* Work item
Transcribe the records below exactly, from their first line through the line containing "use reqwest::Client;". Omit every line after it.

* Provided data
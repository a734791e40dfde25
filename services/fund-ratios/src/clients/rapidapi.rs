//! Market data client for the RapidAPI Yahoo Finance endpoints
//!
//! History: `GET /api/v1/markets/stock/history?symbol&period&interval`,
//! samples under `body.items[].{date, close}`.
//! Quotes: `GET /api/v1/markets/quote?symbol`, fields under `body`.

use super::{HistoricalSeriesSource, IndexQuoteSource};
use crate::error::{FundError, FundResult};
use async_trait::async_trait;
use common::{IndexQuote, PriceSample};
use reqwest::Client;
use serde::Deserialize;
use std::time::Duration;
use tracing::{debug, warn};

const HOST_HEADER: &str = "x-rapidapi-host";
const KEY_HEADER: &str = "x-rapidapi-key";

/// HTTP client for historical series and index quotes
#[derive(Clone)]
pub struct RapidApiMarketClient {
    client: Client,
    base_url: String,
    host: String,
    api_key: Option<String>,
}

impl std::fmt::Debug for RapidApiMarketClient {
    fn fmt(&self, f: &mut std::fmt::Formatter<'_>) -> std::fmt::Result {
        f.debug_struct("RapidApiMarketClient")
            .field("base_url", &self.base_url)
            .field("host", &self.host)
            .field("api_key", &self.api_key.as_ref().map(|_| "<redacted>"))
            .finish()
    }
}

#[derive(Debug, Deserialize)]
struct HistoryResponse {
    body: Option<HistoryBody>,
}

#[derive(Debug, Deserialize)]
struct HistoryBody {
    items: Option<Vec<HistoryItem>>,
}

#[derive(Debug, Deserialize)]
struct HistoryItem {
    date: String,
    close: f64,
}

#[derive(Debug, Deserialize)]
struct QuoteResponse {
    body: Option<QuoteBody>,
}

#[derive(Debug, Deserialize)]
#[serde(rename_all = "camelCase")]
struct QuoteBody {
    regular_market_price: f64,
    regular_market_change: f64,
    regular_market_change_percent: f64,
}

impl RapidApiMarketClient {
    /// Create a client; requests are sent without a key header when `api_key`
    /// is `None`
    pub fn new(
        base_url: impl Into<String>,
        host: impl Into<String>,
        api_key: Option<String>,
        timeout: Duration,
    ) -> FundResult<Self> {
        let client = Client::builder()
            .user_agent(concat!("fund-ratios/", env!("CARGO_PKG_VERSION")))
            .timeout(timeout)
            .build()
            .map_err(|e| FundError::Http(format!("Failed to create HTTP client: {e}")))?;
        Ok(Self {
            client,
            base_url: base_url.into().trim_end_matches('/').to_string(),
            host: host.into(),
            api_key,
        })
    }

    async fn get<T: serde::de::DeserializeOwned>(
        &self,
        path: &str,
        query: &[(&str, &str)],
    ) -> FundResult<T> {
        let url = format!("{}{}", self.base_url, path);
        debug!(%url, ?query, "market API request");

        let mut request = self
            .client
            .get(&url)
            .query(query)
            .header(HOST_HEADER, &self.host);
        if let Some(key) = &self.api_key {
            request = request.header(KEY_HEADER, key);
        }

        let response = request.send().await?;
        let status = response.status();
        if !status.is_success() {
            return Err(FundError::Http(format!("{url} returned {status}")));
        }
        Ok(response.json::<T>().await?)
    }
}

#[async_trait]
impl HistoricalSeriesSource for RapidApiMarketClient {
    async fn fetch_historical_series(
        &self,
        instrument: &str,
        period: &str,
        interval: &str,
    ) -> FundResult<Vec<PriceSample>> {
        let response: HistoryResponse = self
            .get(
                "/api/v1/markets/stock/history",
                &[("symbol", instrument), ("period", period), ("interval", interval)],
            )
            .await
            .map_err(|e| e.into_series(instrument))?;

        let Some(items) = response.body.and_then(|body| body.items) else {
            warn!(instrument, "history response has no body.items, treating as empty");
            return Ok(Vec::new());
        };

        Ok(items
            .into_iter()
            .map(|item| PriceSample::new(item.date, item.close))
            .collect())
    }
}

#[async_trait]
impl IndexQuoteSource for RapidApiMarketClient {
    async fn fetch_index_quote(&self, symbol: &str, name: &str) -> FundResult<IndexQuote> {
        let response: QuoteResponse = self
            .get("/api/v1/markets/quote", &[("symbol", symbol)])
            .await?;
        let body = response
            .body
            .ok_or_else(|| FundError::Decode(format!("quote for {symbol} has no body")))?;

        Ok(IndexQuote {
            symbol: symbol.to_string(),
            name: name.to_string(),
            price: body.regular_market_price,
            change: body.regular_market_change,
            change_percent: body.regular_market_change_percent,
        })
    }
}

* Solution to the exercise
repository a734791e40dfde25
filename services/fund-ratios/src/clients/rapidapi.rs
//! Market data client for the RapidAPI Yahoo Finance endpoints
//!
//! History: `GET /api/v1/markets/stock/history?symbol&period&interval`,
//! samples under `body.items[].{date, close}`.
//! Quotes: `GET /api/v1/markets/quote?symbol`, fields under `body`.

use super::{HistoricalSeriesSource, IndexQuoteSource};
use crate::error::{FundError, FundResult};
use async_trait::async_trait;
use common::{IndexQuote, PriceSample};
use reqwest::Client;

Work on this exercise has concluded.